Print the first line of the data below and every one after it, through the line containing "with automatic reconnect", exactly as written.

━━━━━ RECORDS TO USE

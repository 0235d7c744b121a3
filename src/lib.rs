//! SAR trainer core.
//!
//! The concurrent acquisition, input, and recording core of a
//! search-and-rescue camera training simulator. It keeps the most recent
//! frame of an unreliable live feed available to a real-time control
//! loop, recovers from source failures without operator intervention,
//! normalizes noisy controller input, and arbitrates a recording sink on
//! the same frame stream.
//!
//! # Architecture
//!
//! Exactly two long-lived threads touch shared state: the acquisition
//! thread (owns the capture handle, sole publisher of the frame channel)
//! and the main control thread (reads the channel, polls input, drives
//! recording and display). Every cross-thread frame handoff is a copy;
//! the only lock in the system guards the single frame slot.
//!
//! # Module Structure
//!
//! - `frame`: `Frame` and the single-slot `FrameChannel`
//! - `capture`: capture backends (synthetic, V4L2, GStreamer URI)
//! - `source`: acquisition thread with automatic reconnect
//! - `input`: controller device, hot-plug, axis normalization
//! - `recorder`: recording state machine, writers, snapshots
//! - `config`: JSON configuration with defaults and env overrides

pub mod capture;
pub mod config;
pub mod frame;
pub mod input;
pub mod recorder;
pub mod source;

pub use capture::{CaptureConfig, StreamProps};
pub use config::{AppConfig, JoystickSettings, VideoSettings, WindowSettings};
pub use frame::{Frame, FrameChannel, DEFAULT_FPS};
pub use input::{normalize_axis, ButtonEvent, Calibration, ControllerState, Joystick, RawInputEvent};
pub use recorder::{save_snapshot, Codec, Recorder, RecorderConfig};
pub use source::{AcquisitionState, FrameSource, SourceConfig};
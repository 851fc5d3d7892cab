//! Best-icon selection for a size range.

use crate::size_range::SizeRange;
use crate::types::Icon;

/// Pick the icon whose width is closest to `range.perfect`.
///
/// Only usable icons with a width inside `[min, max]` qualify. Ties go to
/// the earlier icon, which after sorting is the larger or earlier-declared
/// one.
pub fn select_icon<'a>(icons: &'a [Icon], range: &SizeRange) -> Option<&'a Icon> {
    icons
        .iter()
        .filter(|icon| icon.is_usable() && range.contains(icon.width))
        .min_by_key(|icon| icon.width.abs_diff(range.perfect))
}
//! Besticon command-line entry point.

mod output;

use std::io::Write;

use anyhow::Context;
use clap::{CommandFactory, Parser, Subcommand};
use clap_complete::Shell;

use besticon::{main_color_for_icons, parse_size_range, FinderConfig, Icon, IconFinder, SizeRange};

#[derive(Parser, Debug)]
#[command(
    name = "besticon",
    about = "Find, fetch and rank the icons a website advertises",
    version
)]
struct Cli {
    /// Log level (trace, debug, info, warn, error).
    #[arg(long, default_value = "warn", global = true)]
    log_level: String,

    /// Per-request timeout in milliseconds.
    /// Defaults to HTTP_CLIENT_TIMEOUT, then 5000.
    #[arg(long, global = true)]
    timeout_ms: Option<u64>,

    /// Icon fetches in flight per lookup.
    /// Defaults to BESTICON_CONCURRENCY, then 4.
    #[arg(long, global = true)]
    concurrency: Option<usize>,

    /// Domain whose lookups always start at the site root (repeatable).
    /// Adds to HOST_ONLY_DOMAINS.
    #[arg(long = "host-only-domain", value_name = "DOMAIN", global = true)]
    host_only_domains: Vec<String>,

    #[command(subcommand)]
    command: Commands,
}

#[derive(Subcommand, Debug)]
enum Commands {
    /// List every icon found for a site, largest first.
    Fetch {
        url: String,

        /// Only list icons whose width falls in this range ("N" or "min..perfect..max").
        #[arg(long, value_parser = parse_size_arg)]
        size: Option<SizeRange>,

        /// Print icons as JSON.
        #[arg(long)]
        json: bool,
    },

    /// Print the icon closest to the preferred size.
    Best {
        url: String,

        /// Acceptable sizes ("N" or "min..perfect..max").
        #[arg(long, value_parser = parse_size_arg)]
        size: SizeRange,

        /// Print the icon as JSON instead of its URL.
        #[arg(long)]
        json: bool,
    },

    /// Print the dominant color of a site's icons as #rrggbb.
    Color { url: String },

    /// Validate a size range and print its expanded form.
    ParseSize { range: String },

    /// Generate shell completion scripts.
    ///
    /// Examples:
    ///   besticon completions bash > ~/.local/share/bash-completion/completions/besticon
    ///   besticon completions zsh > ~/.zfunc/_besticon
    Completions {
        /// Shell type (bash, zsh, fish, powershell, elvish).
        shell: Shell,
    },
}

fn parse_size_arg(raw: &str) -> Result<SizeRange, String> {
    parse_size_range(raw).map_err(|e| format!("{e}: {raw:?}"))
}

impl Cli {
    /// Environment and defaults, with command-line flags on top.
    fn finder_config(&self) -> FinderConfig {
        let mut config = FinderConfig::from_env();
        if let Some(ms) = self.timeout_ms {
            config.timeout_ms = ms;
        }
        if let Some(n) = self.concurrency.filter(|n| *n > 0) {
            config.concurrency = n;
        }
        for domain in &self.host_only_domains {
            let domain = domain.trim().to_ascii_lowercase();
            if !domain.is_empty() && !config.host_only_domains.contains(&domain) {
                config.host_only_domains.push(domain);
            }
        }
        config
    }
}

async fn lookup(config: &FinderConfig, url: &str) -> anyhow::Result<(IconFinder, Vec<Icon>)> {
    let mut finder = IconFinder::from_config(config)?;
    let icons = finder
        .fetch_icons(url)
        .await
        .with_context(|| format!("icon lookup for {url} failed"))?;
    Ok((finder, icons))
}

#[tokio::main]
async fn main() -> anyhow::Result<()> {
    let cli = Cli::parse();

    let filter = tracing_subscriber::EnvFilter::try_from_default_env()
        .unwrap_or_else(|_| tracing_subscriber::EnvFilter::new(&cli.log_level));

    tracing_subscriber::fmt()
        .with_env_filter(filter)
        .with_writer(std::io::stderr)
        .init();

    let config = cli.finder_config();
    let mut stdout = std::io::stdout().lock();

    match &cli.command {
        Commands::Fetch { url, size, json } => {
            let (_, mut icons) = lookup(&config, url).await?;
            if let Some(range) = size {
                icons.retain(|icon| range.contains(icon.width));
            }
            if *json {
                writeln!(stdout, "{}", serde_json::to_string_pretty(&icons)?)?;
            } else {
                output::write_icon_table(&mut stdout, &icons)?;
            }
        }

        Commands::Best { url, size, json } => {
            let (finder, _) = lookup(&config, url).await?;
            let Some(icon) = finder.icon_in_size_range(*size) else {
                anyhow::bail!("no icon for {url} in size range {size}");
            };
            if *json {
                writeln!(stdout, "{}", serde_json::to_string_pretty(icon)?)?;
            } else {
                writeln!(stdout, "{}", icon.url)?;
            }
        }

        Commands::Color { url } => {
            let config = FinderConfig {
                keep_image_bytes: true,
                ..config
            };
            let (_, icons) = lookup(&config, url).await?;
            let Some(color) = main_color_for_icons(&icons) else {
                anyhow::bail!("could not determine a main color for {url}");
            };
            let [r, g, b, _] = color.0;
            writeln!(stdout, "{}", output::hex_color([r, g, b]))?;
        }

        Commands::ParseSize { range } => {
            let parsed = parse_size_range(range).with_context(|| format!("invalid size range {range:?}"))?;
            writeln!(stdout, "{parsed}")?;
        }

        Commands::Completions { shell } => {
            let mut cmd = Cli::command();
            clap_complete::generate(*shell, &mut cmd, "besticon", &mut stdout);
        }
    }

    Ok(())
}
//! Finder configuration loading and resolution.
//!
//! Values come from explicit settings first, then environment variables,
//! then the defaults below.

use serde::Deserialize;

/// Comma-separated hosts whose lookups always start at the site root.
pub const ENV_HOST_ONLY_DOMAINS: &str = "HOST_ONLY_DOMAINS";
/// HTTP timeout: plain seconds, or a number suffixed with `s` or `ms`.
pub const ENV_HTTP_CLIENT_TIMEOUT: &str = "HTTP_CLIENT_TIMEOUT";
pub const ENV_HTTP_USER_AGENT: &str = "HTTP_USER_AGENT";
pub const ENV_CONCURRENCY: &str = "BESTICON_CONCURRENCY";

const DEFAULT_USER_AGENT: &str = "Mozilla/5.0 (Macintosh; Intel Mac OS X 10_15_7) \
                                  AppleWebKit/537.36 (KHTML, like Gecko) \
                                  Chrome/131.0.0.0 Safari/537.36";

/// Settings shared by the transport and the fetch pipeline.
#[derive(Debug, Clone, PartialEq, Eq, Deserialize)]
#[serde(default)]
pub struct FinderConfig {
    /// Per-request timeout in milliseconds.
    pub timeout_ms: u64,
    pub user_agent: String,
    /// Retries on 5xx, 429 and connection errors.
    pub max_retries: u32,
    /// Larger response bodies are rejected.
    pub max_body_bytes: usize,
    /// Maximum number of icon fetches in flight per lookup.
    pub concurrency: usize,
    /// Whether fetched icons keep their raw bytes.
    pub keep_image_bytes: bool,
    pub host_only_domains: Vec<String>,
}

impl Default for FinderConfig {
    fn default() -> Self {
        Self {
            timeout_ms: 5_000,
            user_agent: DEFAULT_USER_AGENT.to_string(),
            max_retries: 1,
            max_body_bytes: 10 * 1024 * 1024,
            concurrency: 4,
            keep_image_bytes: true,
            host_only_domains: Vec::new(),
        }
    }
}

impl FinderConfig {
    /// Defaults overridden by the process environment.
    pub fn from_env() -> Self {
        Self::from_lookup(|key| std::env::var(key).ok())
    }

    /// Defaults overridden by whatever `lookup` returns for each variable.
    ///
    /// Unparseable values are logged and ignored.
    pub fn from_lookup(lookup: impl Fn(&str) -> Option<String>) -> Self {
        let mut config = Self::default();

        if let Some(domains) = lookup(ENV_HOST_ONLY_DOMAINS) {
            config.host_only_domains = parse_domain_list(&domains);
        }

        if let Some(raw) = lookup(ENV_HTTP_CLIENT_TIMEOUT) {
            match parse_timeout_ms(&raw) {
                Some(ms) => config.timeout_ms = ms,
                None => tracing::warn!("ignoring invalid {ENV_HTTP_CLIENT_TIMEOUT}={raw}"),
            }
        }

        if let Some(ua) = lookup(ENV_HTTP_USER_AGENT).filter(|ua| !ua.trim().is_empty()) {
            config.user_agent = ua;
        }

        if let Some(raw) = lookup(ENV_CONCURRENCY) {
            match raw.trim().parse::<usize>() {
                Ok(n) if n > 0 => config.concurrency = n,
                _ => tracing::warn!("ignoring invalid {ENV_CONCURRENCY}={raw}"),
            }
        }

        config
    }
}

/// Split a comma-separated domain list, dropping blanks.
pub fn parse_domain_list(raw: &str) -> Vec<String> {
    raw.split(',')
        .map(|d| d.trim().to_ascii_lowercase())
        .filter(|d| !d.is_empty())
        .collect()
}

fn parse_timeout_ms(raw: &str) -> Option<u64> {
    let raw = raw.trim();
    if let Some(ms) = raw.strip_suffix("ms") {
        return ms.trim().parse().ok();
    }
    let secs = raw.strip_suffix('s').unwrap_or(raw);
    secs.trim().parse::<u64>().ok()?.checked_mul(1000)
}
//! Size range grammar: `"N"` or `"min..perfect..max"`.

use std::fmt;
use std::str::FromStr;

use serde::{Deserialize, Serialize};

use crate::types::{BesticonError, BesticonResult};

/// Largest icon width a size range may ask for.
pub const MAX_ICON_SIZE: u32 = 500;

const RANGE_SEPARATOR: &str = "..";

/// Acceptable icon widths, with the preferred width in between.
#[derive(Debug, Clone, Copy, PartialEq, Eq, Hash, Serialize, Deserialize)]
pub struct SizeRange {
    pub min: u32,
    pub perfect: u32,
    pub max: u32,
}

impl SizeRange {
    pub const fn new(min: u32, perfect: u32, max: u32) -> Self {
        Self { min, perfect, max }
    }

    /// Whether `width` lies within `[min, max]`.
    pub fn contains(&self, width: u32) -> bool {
        width >= self.min && width <= self.max
    }
}

impl fmt::Display for SizeRange {
    fn fmt(&self, f: &mut fmt::Formatter<'_>) -> fmt::Result {
        write!(f, "{}..{}..{}", self.min, self.perfect, self.max)
    }
}

impl FromStr for SizeRange {
    type Err = BesticonError;

    fn from_str(s: &str) -> Result<Self, Self::Err> {
        parse_size_range(s)
    }
}

/// Parse a size range.
///
/// A single number `N` means "at least N, prefer exactly N, no practical
/// ceiling" and expands to `N..N..MAX_ICON_SIZE`.
pub fn parse_size_range(input: &str) -> BesticonResult<SizeRange> {
    let input = input.trim();
    if input.is_empty() {
        return Err(BesticonError::BadSize);
    }

    let parts: Vec<&str> = input.split(RANGE_SEPARATOR).collect();
    let (min, perfect, max) = match parts.as_slice() {
        [single] => {
            let n = parse_size(single).ok_or(BesticonError::BadSize)?;
            (n, n, MAX_ICON_SIZE)
        }
        [min, perfect, max] => (
            parse_size(min).ok_or(BesticonError::BadSize)?,
            parse_size(perfect).ok_or(BesticonError::BadSize)?,
            parse_size(max).ok_or(BesticonError::BadSize)?,
        ),
        _ => return Err(BesticonError::BadSize),
    };

    // Negative minimums are already rejected by parse_size.
    if max < perfect || perfect < min || max > MAX_ICON_SIZE {
        return Err(BesticonError::BadSize);
    }

    Ok(SizeRange { min, perfect, max })
}

/// Parse one non-negative size component.
pub fn parse_size(token: &str) -> Option<u32> {
    let token = token.trim();
    if token.is_empty() {
        return None;
    }
    let n: i64 = token.parse().ok()?;
    u32::try_from(n).ok()
}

━━━━━━━━━━

§ **PROBLEM SOLUTION**:
repository 0235d7c744b121a3
filename src/lib.rs
//! SAR trainer core.
//!
//! The concurrent acquisition, input, and recording core of a
//! search-and-rescue camera training simulator. It keeps the most recent
//! frame of an unreliable live feed available to a real-time control
//! loop, recovers from source failures without operator intervention,
//! normalizes noisy controller input, and arbitrates a recording sink on
//! the same frame stream.
//!
//! # Architecture
//!
//! Exactly two long-lived threads touch shared state: the acquisition
//! thread (owns the capture handle, sole publisher of the frame channel)
//! and the main control thread (reads the channel, polls input, drives
//! recording and display). Every cross-thread frame handoff is a copy;
//! the only lock in the system guards the single frame slot.
//!
//! # Module Structure
//!
//! - `frame`: `Frame` and the single-slot `FrameChannel`
//! - `capture`: capture backends (synthetic, V4L2, GStreamer URI)
//! - `source`: acquisition thread with automatic reconnect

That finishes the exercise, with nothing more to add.